Er hatte sich jetzt auch seinen prachtvollen Porter eingeschenkt und schwenkte ihn nun fidel gegen die neue Lampe.
»Putthuhn Nro. 25!«
Sein schönes Jubiläum sollte nicht so ohne weiteres zu Wasser werden.
»Putthuhn Nro. 25!«
Die kleine Mieze war jetzt ganz rot vor Vergnügen. Die beiden kleinen, silbernen Ringe in ihren Ohrläppchen blitzten, ihr Stumpfnäschen sah wie aus Marzipan aus.
»Bravo, Dickchen! Es soll leben! Putthuhn Nro. 25!«
Sie hatte ausgelassen mit ihm angestoßen.
Frau Wachtel räusperte sich jetzt. Ihr Seidnes hatte sich eben etwas eingeklemmt.
»Etwas – etwas Soße gefällig, Frau Thienwiebel?«
Amalie nickte. Ihr Teller schwamm zwar schon, aber: es war ja alles egal. So oder so.
Ihr großer Gatte drüben suchte eben wieder einzulenken.
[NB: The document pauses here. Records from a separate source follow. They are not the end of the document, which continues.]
use crate::errors::{AppError, AppResult};
use serde::{Deserialize, Deserializer, Serialize, Serializer};
use std::fmt;
use std::str::FromStr;

/// Container condition / classification code.
#[derive(Debug, Clone, Copy, PartialEq, Eq, Hash, Default)]
pub enum Status {
    #[default]
    Empty,
    B,
    T,
    Lastcast,
    Module,
    SevenPc,
    Adr,
    NotAdr,
}

impl Status {
    pub const ALL: [Status; 8] = [
        Status::Empty,
        Status::B,
        Status::T,
        Status::Lastcast,
        Status::Module,
        Status::SevenPc,
        Status::Adr,
        Status::NotAdr,
    ];

    pub fn code(&self) -> &'static str {
        match self {
            Status::Empty => "empty",
            Status::B => "B",
            Status::T => "T",
            Status::Lastcast => "lastcast",
            Status::Module => "module",
            Status::SevenPc => "7pc",
            Status::Adr => "ADR",
            Status::NotAdr => "Ikke ADR",
        }
    }

    /// Helper: convert input code from CLI (lowercase or uppercase)
    pub fn from_code(code: &str) -> Option<Self> {
        let normalized = code.split_whitespace().collect::<Vec<_>>().join(" ");
        Self::ALL
            .into_iter()
            .find(|s| s.code().eq_ignore_ascii_case(&normalized))
    }

    pub fn codes() -> Vec<&'static str> {
        Self::ALL.iter().map(Status::code).collect()
    }

    /// Dangerous-goods classification.
    pub fn is_adr(&self) -> bool {
        matches!(self, Status::Adr)
    }
}

impl fmt::Display for Status {
    fn fmt(&self, f: &mut fmt::Formatter<'_>) -> fmt::Result {
        f.write_str(self.code())
    }
}

impl FromStr for Status {
    type Err = AppError;

    fn from_str(s: &str) -> AppResult<Self> {
        Status::from_code(s).ok_or_else(|| {
            AppError::InvalidStatus(format!(
                "'{}'. Valid statuses: {}",
                s,
                Status::codes().join(", ")
            ))
        })
    }
}

impl Serialize for Status {
    fn serialize<S: Serializer>(&self, serializer: S) -> Result<S::Ok, S::Error> {
        serializer.serialize_str(self.code())
    }
}

impl<'de> Deserialize<'de> for Status {
    fn deserialize<D: Deserializer<'de>>(deserializer: D) -> Result<Self, D::Error> {
        let raw = String::deserialize(deserializer)?;
        raw.parse().map_err(serde::de::Error::custom)
    }
}
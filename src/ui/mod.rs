pub mod labels;
pub mod messages;
pub mod render;
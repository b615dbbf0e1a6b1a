use super::model::RecordExport;
use crate::errors::AppResult;
use std::io::Write;

pub(crate) fn write_json<W: Write>(out: W, rows: &[RecordExport]) -> AppResult<()> {
    serde_json::to_writer_pretty(out, rows)?;
    Ok(())
}

pub(crate) fn write_csv<W: Write>(out: W, rows: &[RecordExport]) -> AppResult<()> {
    let mut wtr = csv::Writer::from_writer(out);
    if rows.is_empty() {
        // serialize() only writes headers with the first row
        wtr.write_record([
            "index",
            "date",
            "port",
            "container_number",
            "status",
            "arrival_time",
            "comment",
        ])?;
    }
    for row in rows {
        wtr.serialize(row)?;
    }
    wtr.flush()?;
    Ok(())
}
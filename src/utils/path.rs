//! Path utilities: expand ~ in user supplied paths.

use std::path::PathBuf;

pub fn expand_tilde(path: &str) -> PathBuf {
    if path.starts_with("~/")
        && let Some(home) = dirs::home_dir()
    {
        return home.join(path.trim_start_matches("~/"));
    }
    PathBuf::from(path)
}

#[cfg(test)]
mod tests {
    use super::*;

    #[test]
    fn leaves_plain_paths_untouched() {
        assert_eq!(expand_tilde("/tmp/out.csv"), PathBuf::from("/tmp/out.csv"));
        assert_eq!(expand_tilde("out.csv"), PathBuf::from("out.csv"));
    }
}
use tracing_subscriber::{EnvFilter, fmt, prelude::*};

/// Environment variable holding the diagnostic log filter, e.g. `debug`.
pub const LOG_ENV: &str = "RCONTAINERLOG_LOG";

/// Diagnostics go to stderr; stdout carries tables and messages only.
pub fn setup_logging() {
    let filter = EnvFilter::try_from_env(LOG_ENV).unwrap_or_else(|_| EnvFilter::new("warn"));

    let layer = fmt::layer()
        .with_target(false)
        .with_level(true)
        .with_writer(std::io::stderr);

    // a second init (tests, embedding) keeps the first subscriber
    let _ = tracing_subscriber::registry()
        .with(filter)
        .with(layer)
        .try_init();
}
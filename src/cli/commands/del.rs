use super::shell::ShellContext;
use crate::cli::parser::ShellCommand;
use crate::errors::AppResult;
use crate::ui::messages::{info, success, warning};

pub fn handle(cmd: &ShellCommand, ctx: &mut ShellContext) -> AppResult<()> {
    if let ShellCommand::Del { index, yes } = cmd {
        // fail on a stale index before asking anything
        let record = ctx.ledger.delete_target(*index)?;

        //
        // Confirmation prompt
        //
        if ctx.cfg.confirm_delete && !*yes {
            let prompt = format!(
                "{} [{} / {}]",
                ctx.labels.confirm_delete_prompt(*index),
                record.container_number,
                record.port
            );
            if !ctx.confirm(&prompt) {
                info(&ctx.labels.operation_cancelled);
                return Ok(());
            }
        }

        //
        // Execute deletion
        //
        let editing_before = ctx.ledger.edit_session().map(|s| s.index);
        ctx.ledger.delete_record(*index)?;
        success(format!("{} (#{index})", ctx.labels.deleted));

        if editing_before == Some(*index) {
            warning(&ctx.labels.edit_invalidated);
        }
    }

    Ok(())
}
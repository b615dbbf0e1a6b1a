use crate::models::RecordFields;

/// The single record currently open for editing, with its staged values.
///
/// Holds the index, not the record: a delete elsewhere must reconcile it
/// through [`EditSession::on_removed`].
#[derive(Debug, Clone, PartialEq, Eq)]
pub struct EditSession {
    pub index: usize,
    pub staged: RecordFields,
}

/// What happened to a session after a record was removed.
#[derive(Debug, Clone, Copy, PartialEq, Eq)]
pub enum Reconcile {
    Unaffected,
    Repointed { from: usize, to: usize },
    Invalidated,
}

impl EditSession {
    pub fn new(index: usize, staged: RecordFields) -> Self {
        Self { index, staged }
    }

    /// Adjust the target after `removed` was deleted from the store.
    pub fn on_removed(&mut self, removed: usize) -> Reconcile {
        if self.index == removed {
            Reconcile::Invalidated
        } else if self.index > removed {
            let from = self.index;
            self.index -= 1;
            Reconcile::Repointed {
                from,
                to: self.index,
            }
        } else {
            Reconcile::Unaffected
        }
    }
}
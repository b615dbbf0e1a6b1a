use super::shell::ShellContext;
use crate::core::log::LogLogic;

/// Print the internal operation log.
pub fn handle(ctx: &ShellContext) {
    let entries = ctx.ledger.journal();
    if entries.is_empty() {
        println!("📜 Internal log is empty.");
        return;
    }

    println!("📜 Internal log:\n");
    print!("{}", LogLogic::render(&entries));
}
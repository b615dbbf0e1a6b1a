use super::shell::ShellContext;
use crate::cli::parser::ShellCommand;
use crate::core::Outcome;
use crate::errors::AppResult;
use crate::models::RecordFields;
use crate::ui::messages::success;
use crate::utils::time;

/// Add a new container entry.
pub fn handle(cmd: &ShellCommand, ctx: &mut ShellContext) -> AppResult<()> {
    if let ShellCommand::Add { fields } = cmd {
        //
        // 1. Parse typed values (port/status/date/time)
        //
        let patch = fields.to_patch()?;

        //
        // 2. Fill the form defaults: config port/status, current time, today
        //
        let defaults = RecordFields::new(
            ctx.cfg.default_port,
            "",
            ctx.cfg.default_status,
            time::now_minute(),
        );
        let candidate = patch.apply_to(&defaults);

        //
        // 3. Execute logic
        //
        match ctx.ledger.submit_entry(&candidate) {
            Outcome::Applied => {
                let index = ctx.ledger.len() - 1;
                success(format!("{} (#{index})", ctx.labels.added));
            }
            Outcome::Rejected(r) => ctx.reject(r, &ctx.labels.not_added)?,
        }
    }

    Ok(())
}
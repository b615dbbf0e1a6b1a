use crate::errors::AppError;
use std::fmt;

/// Result code of a workflow that may refuse its input without failing.
#[derive(Debug, Clone, Copy, PartialEq, Eq)]
pub enum Outcome {
    Applied,
    Rejected(Rejection),
}

impl Outcome {
    pub fn is_applied(&self) -> bool {
        matches!(self, Outcome::Applied)
    }
}

#[derive(Debug, Clone, Copy, PartialEq, Eq)]
pub enum Rejection {
    /// Container number empty after trimming.
    EmptyIdentifier,
}

impl Rejection {
    /// Stricter UIs report the rejection as an error.
    pub fn into_error(self) -> AppError {
        match self {
            Rejection::EmptyIdentifier => AppError::EmptyIdentifier,
        }
    }
}

#[derive(Debug, Clone, Copy, PartialEq, Eq)]
pub enum Operation {
    Add,
    BeginEdit,
    Stage,
    Save,
    Cancel,
    Delete,
}

impl Operation {
    pub fn as_str(&self) -> &'static str {
        match self {
            Operation::Add => "add",
            Operation::BeginEdit => "edit",
            Operation::Stage => "set",
            Operation::Save => "save",
            Operation::Cancel => "cancel",
            Operation::Delete => "del",
        }
    }
}

#[derive(Debug, Clone, PartialEq, Eq)]
pub enum OpStatus {
    Success,
    NotApplied(Rejection),
    IndexOutOfRange { index: usize, len: usize },
    NoActiveEdit,
}

/// What the last operation did, for user feedback.
#[derive(Debug, Clone, PartialEq, Eq)]
pub struct OpReport {
    pub op: Operation,
    pub status: OpStatus,
}

impl OpReport {
    pub fn from_outcome(op: Operation, outcome: Outcome) -> Self {
        let status = match outcome {
            Outcome::Applied => OpStatus::Success,
            Outcome::Rejected(r) => OpStatus::NotApplied(r),
        };
        Self { op, status }
    }

    /// `None` for errors that are not part of the reported taxonomy.
    pub fn from_error(op: Operation, err: &AppError) -> Option<Self> {
        let status = match err {
            AppError::IndexOutOfRange { index, len } => OpStatus::IndexOutOfRange {
                index: *index,
                len: *len,
            },
            AppError::NoActiveEdit => OpStatus::NoActiveEdit,
            _ => return None,
        };
        Some(Self { op, status })
    }
}

impl fmt::Display for OpReport {
    fn fmt(&self, f: &mut fmt::Formatter<'_>) -> fmt::Result {
        let op = self.op.as_str();
        match &self.status {
            OpStatus::Success => write!(f, "{op}: ok"),
            OpStatus::NotApplied(Rejection::EmptyIdentifier) => {
                write!(f, "{op}: not applied (empty container number)")
            }
            OpStatus::IndexOutOfRange { index, len } => {
                write!(f, "{op}: index {index} out of range (records: {len})")
            }
            OpStatus::NoActiveEdit => write!(f, "{op}: no active edit"),
        }
    }
}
»Nun, nun, schöne Dame! Denn – e – wenn die Sonne Maden aus einem toten Hunde ausbrütet, eine Gottheit, die ... Ha! Wilde Hölle! Wer ist, des Gram so voll Emphase tönt?!«
Es war der kleine Fortinbras. Sein Zuckerkringel war ihm eben über den Korbrand weg auf die Stuhlkante gefallen, dort entzweigeschlagen und lag nun in kleine Stücke zerbröckelt unten auf den schmutzigen Dielen.
»Ha, mördrischer, blutschändrischer, verruchter Däne! Trink diesen Trank aus! Ich will den Wanst ins nächste Zimmer schleppen!«
Aber die besorgte kleine Mieze hatte ihre Gabel schon schnell wieder auf ihren Teller klappen lassen.
»Ach! Nicht doch, Thienwiebelchen! Nicht doch!«
Sie war aufgesprungen und bückte sich jetzt zierlich über den plumpen Korbrand.
»O mein Zuckerpüppchen! Mein Schatz! So ein niedliches kleines Kerlchen! Nicht wahr, du willst auch was haben? Ach, mein Liebchen!!«
Sie hatte sich jetzt den kleinen Fortinbras auf den Schoß gesetzt und küßte ihn nur so.
»Auch was haben, Dickerchen?« Kuß! – »Auch was haben, Dickerchen?« Kuß! Kuß, Kuß, Kuß, Kuß!!
Der kleine Fortinbras juchzte. Er hatte noch nie so etwas erlebt. Er zappelte jetzt, daß es nur so eine Art hatte. Er lachte aus vollem Halse!
»Grrr ... grrr ... grrr ... äh! Grrr ... äh!«
Der große Thienwiebel saß da. Die Weste unten aufgeknöpft, die Augenbrauen tragisch in die Höhe gezogen.
»Wie keck der – e – Bursch ist! ... Wahrhaftig, Horatio! Ich habe seit diesen drei Jahren darauf geachtet. Das Zeitalter wird so spitzfindig, daß der Bauer dem Hofmann auf die Fersen tritt!«
Aber der kleine Ole beachtete ihn kaum. Die kleine Mieze war ihm jetzt weit interessanter.